+++ DATA EXTRACT

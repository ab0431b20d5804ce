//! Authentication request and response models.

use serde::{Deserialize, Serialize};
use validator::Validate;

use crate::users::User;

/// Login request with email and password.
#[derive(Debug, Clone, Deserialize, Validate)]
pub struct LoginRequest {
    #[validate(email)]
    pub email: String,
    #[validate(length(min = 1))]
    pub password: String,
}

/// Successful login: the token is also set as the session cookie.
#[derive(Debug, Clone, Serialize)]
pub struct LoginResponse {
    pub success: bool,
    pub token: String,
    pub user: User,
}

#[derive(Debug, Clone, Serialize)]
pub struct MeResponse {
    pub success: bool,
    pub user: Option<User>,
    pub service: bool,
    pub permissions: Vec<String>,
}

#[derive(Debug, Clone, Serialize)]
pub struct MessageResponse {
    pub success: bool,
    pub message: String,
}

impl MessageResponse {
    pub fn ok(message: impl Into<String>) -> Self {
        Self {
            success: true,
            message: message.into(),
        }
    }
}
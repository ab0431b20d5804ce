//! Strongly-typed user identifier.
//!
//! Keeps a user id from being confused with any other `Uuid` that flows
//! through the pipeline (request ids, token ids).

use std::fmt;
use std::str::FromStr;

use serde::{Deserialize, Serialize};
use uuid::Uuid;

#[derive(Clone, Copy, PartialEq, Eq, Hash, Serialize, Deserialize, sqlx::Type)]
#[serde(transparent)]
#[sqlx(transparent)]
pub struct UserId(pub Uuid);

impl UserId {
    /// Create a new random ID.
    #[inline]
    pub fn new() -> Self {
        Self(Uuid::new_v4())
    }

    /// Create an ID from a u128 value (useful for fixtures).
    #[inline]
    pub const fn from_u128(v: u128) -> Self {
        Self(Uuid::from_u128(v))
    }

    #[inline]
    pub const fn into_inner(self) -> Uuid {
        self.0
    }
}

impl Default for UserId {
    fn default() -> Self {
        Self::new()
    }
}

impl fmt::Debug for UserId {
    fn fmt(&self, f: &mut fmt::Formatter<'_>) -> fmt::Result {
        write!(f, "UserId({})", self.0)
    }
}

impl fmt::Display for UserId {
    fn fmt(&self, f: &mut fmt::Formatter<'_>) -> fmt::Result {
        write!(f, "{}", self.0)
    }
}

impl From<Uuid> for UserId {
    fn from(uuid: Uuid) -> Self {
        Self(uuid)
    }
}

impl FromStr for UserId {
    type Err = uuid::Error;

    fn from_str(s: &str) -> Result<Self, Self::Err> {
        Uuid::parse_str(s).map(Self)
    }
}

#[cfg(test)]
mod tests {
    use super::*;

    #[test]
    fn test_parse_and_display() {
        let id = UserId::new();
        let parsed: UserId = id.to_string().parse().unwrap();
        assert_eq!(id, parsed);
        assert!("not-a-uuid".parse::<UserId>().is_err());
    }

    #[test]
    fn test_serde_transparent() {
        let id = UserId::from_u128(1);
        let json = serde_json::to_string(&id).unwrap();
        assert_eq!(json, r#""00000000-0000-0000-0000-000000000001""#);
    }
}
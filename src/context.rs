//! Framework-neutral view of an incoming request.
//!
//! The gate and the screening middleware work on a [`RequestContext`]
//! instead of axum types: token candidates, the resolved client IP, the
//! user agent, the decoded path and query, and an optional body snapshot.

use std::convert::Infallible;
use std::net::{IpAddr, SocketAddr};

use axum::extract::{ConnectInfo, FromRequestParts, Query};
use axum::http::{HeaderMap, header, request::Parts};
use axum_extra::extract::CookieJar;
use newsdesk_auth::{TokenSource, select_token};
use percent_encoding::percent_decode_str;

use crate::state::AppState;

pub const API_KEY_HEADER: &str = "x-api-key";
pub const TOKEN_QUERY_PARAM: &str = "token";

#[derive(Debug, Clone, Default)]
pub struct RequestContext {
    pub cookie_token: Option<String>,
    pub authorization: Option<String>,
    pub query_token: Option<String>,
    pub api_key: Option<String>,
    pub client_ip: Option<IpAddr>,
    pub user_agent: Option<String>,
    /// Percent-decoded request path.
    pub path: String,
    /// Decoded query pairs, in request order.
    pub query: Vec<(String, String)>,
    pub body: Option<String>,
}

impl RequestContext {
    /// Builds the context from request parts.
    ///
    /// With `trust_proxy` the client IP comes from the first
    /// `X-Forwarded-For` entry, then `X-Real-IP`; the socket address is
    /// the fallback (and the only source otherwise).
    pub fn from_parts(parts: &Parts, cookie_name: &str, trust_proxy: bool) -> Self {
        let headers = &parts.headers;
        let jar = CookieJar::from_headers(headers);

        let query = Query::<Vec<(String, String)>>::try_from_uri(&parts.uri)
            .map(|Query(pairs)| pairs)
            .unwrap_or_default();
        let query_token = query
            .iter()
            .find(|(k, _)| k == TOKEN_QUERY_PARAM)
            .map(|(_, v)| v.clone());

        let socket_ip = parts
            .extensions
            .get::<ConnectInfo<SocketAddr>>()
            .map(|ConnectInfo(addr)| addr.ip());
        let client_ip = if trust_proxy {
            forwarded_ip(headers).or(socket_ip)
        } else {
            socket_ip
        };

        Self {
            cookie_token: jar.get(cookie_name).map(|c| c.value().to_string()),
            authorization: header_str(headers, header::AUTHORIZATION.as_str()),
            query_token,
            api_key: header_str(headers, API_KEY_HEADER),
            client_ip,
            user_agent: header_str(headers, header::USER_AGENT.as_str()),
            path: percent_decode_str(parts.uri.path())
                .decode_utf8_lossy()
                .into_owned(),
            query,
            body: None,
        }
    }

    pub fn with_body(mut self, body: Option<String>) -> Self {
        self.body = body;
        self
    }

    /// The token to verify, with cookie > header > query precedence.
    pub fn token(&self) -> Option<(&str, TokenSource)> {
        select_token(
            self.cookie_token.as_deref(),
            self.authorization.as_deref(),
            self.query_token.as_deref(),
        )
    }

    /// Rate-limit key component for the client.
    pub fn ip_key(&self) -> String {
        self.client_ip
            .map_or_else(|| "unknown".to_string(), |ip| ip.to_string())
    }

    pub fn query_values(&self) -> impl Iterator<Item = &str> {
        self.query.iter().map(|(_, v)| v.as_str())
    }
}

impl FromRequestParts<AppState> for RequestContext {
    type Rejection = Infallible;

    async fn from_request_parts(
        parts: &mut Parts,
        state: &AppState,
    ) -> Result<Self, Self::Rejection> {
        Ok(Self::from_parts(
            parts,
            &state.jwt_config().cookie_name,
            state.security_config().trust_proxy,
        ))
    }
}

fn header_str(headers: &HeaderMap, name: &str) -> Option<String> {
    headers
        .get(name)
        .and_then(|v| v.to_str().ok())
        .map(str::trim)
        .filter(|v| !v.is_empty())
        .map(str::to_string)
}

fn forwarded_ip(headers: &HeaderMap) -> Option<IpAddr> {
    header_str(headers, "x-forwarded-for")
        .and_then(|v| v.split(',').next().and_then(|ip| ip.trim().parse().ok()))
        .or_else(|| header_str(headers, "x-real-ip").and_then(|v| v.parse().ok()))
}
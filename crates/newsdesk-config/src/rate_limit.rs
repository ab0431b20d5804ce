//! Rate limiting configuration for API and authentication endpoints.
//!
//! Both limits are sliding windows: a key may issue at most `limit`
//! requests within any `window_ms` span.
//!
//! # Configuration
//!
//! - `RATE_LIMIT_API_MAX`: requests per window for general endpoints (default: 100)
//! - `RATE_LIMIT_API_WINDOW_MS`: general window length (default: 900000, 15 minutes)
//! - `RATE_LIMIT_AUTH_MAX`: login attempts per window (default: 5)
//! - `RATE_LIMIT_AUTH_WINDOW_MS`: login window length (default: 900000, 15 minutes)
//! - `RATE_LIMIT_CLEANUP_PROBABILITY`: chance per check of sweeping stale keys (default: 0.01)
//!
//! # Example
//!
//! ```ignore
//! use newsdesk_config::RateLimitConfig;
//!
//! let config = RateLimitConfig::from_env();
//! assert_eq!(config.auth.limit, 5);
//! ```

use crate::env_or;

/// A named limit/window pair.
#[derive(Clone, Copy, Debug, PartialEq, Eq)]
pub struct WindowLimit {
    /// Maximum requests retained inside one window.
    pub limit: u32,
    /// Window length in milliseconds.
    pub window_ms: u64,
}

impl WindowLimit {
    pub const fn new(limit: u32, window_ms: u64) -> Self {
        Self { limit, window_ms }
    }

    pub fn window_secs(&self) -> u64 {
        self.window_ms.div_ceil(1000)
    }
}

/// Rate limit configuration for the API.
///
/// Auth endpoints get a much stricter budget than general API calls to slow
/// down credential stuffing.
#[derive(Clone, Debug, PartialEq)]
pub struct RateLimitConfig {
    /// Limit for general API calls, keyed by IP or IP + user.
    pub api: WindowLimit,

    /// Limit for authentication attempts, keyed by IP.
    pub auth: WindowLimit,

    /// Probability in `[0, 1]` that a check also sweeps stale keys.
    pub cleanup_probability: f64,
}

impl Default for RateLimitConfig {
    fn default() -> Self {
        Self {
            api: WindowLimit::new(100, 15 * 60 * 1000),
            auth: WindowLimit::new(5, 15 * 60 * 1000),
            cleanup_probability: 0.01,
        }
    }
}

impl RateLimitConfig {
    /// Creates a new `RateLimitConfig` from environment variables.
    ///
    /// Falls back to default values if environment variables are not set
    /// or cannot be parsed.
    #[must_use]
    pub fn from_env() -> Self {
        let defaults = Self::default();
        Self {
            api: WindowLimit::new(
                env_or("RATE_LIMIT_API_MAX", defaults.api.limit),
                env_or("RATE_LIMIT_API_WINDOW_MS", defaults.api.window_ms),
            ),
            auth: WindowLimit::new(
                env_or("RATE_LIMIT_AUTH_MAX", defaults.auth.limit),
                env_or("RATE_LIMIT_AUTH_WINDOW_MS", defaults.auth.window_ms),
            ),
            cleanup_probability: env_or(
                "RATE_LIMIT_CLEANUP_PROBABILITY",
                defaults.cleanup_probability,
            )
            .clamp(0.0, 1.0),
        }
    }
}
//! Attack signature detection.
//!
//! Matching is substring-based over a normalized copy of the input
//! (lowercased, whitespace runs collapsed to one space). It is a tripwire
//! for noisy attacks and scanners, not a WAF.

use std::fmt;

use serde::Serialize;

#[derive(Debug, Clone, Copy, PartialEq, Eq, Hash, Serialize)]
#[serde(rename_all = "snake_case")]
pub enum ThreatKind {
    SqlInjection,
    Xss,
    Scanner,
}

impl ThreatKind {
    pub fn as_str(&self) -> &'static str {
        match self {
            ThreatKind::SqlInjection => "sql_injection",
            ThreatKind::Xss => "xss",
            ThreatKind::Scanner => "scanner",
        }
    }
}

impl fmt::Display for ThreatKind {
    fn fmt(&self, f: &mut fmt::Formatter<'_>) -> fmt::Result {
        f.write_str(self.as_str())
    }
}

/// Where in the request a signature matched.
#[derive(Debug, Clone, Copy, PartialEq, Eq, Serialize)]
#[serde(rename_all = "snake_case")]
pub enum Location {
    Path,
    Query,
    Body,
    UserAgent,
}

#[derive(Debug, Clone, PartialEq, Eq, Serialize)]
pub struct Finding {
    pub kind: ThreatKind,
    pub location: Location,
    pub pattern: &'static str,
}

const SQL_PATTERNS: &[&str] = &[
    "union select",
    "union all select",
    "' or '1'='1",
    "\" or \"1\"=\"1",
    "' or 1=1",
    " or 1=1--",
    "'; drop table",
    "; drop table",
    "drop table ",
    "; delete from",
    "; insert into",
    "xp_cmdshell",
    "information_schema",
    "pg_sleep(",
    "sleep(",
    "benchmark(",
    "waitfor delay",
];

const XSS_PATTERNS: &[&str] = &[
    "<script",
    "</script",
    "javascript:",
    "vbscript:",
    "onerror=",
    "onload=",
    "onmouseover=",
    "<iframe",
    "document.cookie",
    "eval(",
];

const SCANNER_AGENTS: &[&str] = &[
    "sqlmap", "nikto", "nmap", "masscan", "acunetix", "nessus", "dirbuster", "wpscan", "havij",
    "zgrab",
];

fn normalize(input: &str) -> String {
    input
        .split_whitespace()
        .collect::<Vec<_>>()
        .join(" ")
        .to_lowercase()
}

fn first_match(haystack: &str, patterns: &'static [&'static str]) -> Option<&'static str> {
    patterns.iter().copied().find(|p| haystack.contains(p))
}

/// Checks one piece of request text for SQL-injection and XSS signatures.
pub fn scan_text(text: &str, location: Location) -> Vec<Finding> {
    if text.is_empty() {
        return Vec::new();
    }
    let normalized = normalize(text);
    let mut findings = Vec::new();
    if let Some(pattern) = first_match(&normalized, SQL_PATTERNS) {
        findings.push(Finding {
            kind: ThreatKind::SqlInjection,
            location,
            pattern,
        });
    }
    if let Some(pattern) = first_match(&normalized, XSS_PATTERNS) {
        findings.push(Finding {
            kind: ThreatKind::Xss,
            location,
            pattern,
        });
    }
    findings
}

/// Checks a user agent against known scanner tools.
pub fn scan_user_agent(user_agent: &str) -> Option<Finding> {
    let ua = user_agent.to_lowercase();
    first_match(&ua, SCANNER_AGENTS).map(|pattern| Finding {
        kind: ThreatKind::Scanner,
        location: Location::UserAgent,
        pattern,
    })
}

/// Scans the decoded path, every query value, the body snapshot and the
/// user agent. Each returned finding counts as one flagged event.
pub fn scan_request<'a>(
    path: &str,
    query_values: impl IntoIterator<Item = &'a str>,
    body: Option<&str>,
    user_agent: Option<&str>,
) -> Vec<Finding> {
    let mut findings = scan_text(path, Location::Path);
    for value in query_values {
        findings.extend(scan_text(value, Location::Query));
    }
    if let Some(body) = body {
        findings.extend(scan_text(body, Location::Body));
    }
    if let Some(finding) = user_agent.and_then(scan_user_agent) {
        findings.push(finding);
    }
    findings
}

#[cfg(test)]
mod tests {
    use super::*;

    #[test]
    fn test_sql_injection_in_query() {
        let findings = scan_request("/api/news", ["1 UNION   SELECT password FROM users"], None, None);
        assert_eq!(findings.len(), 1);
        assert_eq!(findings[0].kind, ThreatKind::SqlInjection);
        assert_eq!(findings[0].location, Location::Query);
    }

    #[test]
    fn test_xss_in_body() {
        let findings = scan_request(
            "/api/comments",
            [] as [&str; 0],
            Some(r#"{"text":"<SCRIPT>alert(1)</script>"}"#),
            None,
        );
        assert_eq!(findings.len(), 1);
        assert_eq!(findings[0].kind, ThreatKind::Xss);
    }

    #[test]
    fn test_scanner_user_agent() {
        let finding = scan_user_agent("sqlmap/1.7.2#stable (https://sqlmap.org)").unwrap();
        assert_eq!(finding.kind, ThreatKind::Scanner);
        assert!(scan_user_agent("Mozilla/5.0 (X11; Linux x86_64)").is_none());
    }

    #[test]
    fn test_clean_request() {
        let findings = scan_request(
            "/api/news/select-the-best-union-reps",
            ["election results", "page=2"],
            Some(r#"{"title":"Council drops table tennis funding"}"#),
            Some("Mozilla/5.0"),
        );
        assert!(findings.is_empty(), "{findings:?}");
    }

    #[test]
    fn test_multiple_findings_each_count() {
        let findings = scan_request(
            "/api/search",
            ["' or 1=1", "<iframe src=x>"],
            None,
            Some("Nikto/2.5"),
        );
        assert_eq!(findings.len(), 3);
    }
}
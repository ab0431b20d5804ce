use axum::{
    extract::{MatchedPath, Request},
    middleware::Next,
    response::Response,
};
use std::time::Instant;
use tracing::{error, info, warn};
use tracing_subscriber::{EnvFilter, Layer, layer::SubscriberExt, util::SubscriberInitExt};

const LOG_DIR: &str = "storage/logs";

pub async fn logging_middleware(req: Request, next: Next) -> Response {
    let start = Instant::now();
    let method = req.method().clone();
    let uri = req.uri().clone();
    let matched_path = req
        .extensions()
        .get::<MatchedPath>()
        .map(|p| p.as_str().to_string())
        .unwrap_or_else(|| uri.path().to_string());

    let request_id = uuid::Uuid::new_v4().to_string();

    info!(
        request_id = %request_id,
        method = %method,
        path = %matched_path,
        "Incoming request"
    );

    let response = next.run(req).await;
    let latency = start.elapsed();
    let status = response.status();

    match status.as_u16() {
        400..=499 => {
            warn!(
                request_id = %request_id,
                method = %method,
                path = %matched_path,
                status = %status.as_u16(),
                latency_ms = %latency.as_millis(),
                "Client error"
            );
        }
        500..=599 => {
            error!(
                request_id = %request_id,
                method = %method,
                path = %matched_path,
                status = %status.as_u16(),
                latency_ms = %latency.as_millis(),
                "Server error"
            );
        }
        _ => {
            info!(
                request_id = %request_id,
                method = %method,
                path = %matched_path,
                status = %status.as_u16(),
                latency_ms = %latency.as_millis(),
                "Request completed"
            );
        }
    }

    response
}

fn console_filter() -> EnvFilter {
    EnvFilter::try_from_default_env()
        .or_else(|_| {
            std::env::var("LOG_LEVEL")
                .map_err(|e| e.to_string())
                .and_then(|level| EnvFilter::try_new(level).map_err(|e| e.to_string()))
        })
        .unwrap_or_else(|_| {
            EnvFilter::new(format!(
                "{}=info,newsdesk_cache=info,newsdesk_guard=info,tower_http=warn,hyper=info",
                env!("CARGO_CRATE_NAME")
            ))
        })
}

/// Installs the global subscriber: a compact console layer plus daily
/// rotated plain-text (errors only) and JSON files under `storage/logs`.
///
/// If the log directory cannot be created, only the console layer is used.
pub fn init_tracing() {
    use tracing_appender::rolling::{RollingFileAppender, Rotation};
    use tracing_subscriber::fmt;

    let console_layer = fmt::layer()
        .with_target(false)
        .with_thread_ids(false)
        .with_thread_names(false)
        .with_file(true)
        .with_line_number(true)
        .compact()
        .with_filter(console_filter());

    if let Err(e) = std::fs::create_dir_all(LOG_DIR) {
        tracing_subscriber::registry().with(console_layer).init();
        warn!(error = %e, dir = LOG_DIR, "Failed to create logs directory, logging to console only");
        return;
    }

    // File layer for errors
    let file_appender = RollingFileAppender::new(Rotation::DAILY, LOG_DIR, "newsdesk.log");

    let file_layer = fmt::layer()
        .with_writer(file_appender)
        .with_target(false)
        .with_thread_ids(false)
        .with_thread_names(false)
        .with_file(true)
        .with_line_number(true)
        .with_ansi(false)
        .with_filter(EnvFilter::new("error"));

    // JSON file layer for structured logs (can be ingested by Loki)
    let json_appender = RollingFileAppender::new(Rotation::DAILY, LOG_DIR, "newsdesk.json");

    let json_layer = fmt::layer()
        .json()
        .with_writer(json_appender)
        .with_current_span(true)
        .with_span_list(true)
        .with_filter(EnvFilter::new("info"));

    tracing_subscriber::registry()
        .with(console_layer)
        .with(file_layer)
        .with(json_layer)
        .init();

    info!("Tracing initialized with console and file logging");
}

++++++

Whenever the string "warn" shows up on a line of the listing, copy that line.

use tracing::{error, info, warn};
            warn!(
                "{}=info,newsdesk_cache=info,newsdesk_guard=info,tower_http=warn,hyper=info",
        warn!(error = %e, dir = LOG_DIR, "Failed to create logs directory, logging to console only");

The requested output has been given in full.